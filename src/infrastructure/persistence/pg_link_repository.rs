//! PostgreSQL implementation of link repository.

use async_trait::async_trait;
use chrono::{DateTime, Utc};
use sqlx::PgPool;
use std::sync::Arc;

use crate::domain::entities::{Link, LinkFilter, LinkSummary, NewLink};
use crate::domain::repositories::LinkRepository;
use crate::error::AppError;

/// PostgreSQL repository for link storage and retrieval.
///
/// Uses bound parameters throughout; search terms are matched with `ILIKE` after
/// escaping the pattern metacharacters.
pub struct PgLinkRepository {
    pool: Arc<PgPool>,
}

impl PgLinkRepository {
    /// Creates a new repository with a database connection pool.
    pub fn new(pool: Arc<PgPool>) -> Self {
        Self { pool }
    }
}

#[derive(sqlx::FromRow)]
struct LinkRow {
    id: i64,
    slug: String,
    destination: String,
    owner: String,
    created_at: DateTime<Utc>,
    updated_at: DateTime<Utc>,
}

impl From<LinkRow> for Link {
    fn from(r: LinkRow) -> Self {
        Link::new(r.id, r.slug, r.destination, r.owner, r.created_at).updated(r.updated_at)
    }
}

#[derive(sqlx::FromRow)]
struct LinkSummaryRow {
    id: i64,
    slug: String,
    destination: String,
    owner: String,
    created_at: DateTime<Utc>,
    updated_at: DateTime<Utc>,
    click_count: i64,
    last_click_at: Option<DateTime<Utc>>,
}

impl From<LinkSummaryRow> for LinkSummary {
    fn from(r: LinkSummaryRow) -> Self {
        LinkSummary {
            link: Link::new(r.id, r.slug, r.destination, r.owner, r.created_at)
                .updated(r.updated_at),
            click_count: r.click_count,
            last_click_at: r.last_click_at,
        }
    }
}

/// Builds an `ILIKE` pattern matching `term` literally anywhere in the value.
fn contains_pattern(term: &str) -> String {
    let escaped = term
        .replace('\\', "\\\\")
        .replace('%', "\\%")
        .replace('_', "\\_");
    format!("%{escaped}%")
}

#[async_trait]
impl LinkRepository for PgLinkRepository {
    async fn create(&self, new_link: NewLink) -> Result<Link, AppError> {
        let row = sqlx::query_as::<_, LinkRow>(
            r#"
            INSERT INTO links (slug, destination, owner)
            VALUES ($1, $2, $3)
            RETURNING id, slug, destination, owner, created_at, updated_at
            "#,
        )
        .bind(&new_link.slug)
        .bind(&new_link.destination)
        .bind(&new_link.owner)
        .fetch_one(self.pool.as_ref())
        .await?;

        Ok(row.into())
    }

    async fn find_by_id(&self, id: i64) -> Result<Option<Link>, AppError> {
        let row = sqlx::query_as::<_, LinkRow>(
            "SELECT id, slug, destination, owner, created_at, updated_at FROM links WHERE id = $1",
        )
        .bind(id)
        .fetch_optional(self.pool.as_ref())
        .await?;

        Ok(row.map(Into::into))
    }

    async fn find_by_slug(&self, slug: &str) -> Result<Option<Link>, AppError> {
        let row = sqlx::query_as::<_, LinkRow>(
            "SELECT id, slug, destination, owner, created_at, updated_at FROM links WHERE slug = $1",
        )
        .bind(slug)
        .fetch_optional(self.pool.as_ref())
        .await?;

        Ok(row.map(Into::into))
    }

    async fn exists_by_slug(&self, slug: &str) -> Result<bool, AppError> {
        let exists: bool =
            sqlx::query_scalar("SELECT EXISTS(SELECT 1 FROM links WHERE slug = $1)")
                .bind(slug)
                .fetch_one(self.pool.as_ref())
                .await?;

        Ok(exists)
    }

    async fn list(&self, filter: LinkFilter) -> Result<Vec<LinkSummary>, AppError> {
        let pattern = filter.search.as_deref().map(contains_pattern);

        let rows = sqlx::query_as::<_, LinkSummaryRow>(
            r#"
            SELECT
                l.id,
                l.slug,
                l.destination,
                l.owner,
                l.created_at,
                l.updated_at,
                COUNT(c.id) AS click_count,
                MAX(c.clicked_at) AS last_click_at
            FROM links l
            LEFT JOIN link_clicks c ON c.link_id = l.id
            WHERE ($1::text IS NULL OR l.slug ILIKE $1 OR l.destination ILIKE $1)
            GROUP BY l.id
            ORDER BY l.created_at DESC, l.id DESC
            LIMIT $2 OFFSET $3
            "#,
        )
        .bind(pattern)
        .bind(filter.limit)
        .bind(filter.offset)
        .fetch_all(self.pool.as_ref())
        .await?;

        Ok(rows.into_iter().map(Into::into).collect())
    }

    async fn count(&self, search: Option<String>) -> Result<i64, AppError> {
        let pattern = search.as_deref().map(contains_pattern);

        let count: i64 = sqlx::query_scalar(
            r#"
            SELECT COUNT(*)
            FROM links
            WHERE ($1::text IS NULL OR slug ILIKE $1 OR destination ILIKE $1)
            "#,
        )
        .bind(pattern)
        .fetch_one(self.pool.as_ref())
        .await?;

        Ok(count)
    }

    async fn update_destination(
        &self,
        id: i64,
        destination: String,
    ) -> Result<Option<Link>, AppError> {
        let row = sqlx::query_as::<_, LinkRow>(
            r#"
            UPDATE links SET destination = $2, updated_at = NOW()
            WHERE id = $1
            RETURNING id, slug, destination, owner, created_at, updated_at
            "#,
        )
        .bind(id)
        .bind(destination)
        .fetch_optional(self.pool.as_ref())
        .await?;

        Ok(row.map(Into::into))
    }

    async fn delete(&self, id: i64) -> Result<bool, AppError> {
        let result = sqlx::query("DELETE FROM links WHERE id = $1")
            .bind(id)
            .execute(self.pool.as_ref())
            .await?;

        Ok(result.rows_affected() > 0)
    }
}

WORK ITEM:
Tally the lines of the entries that include the word "NewLink" and give only the total.

RESPONSE:
2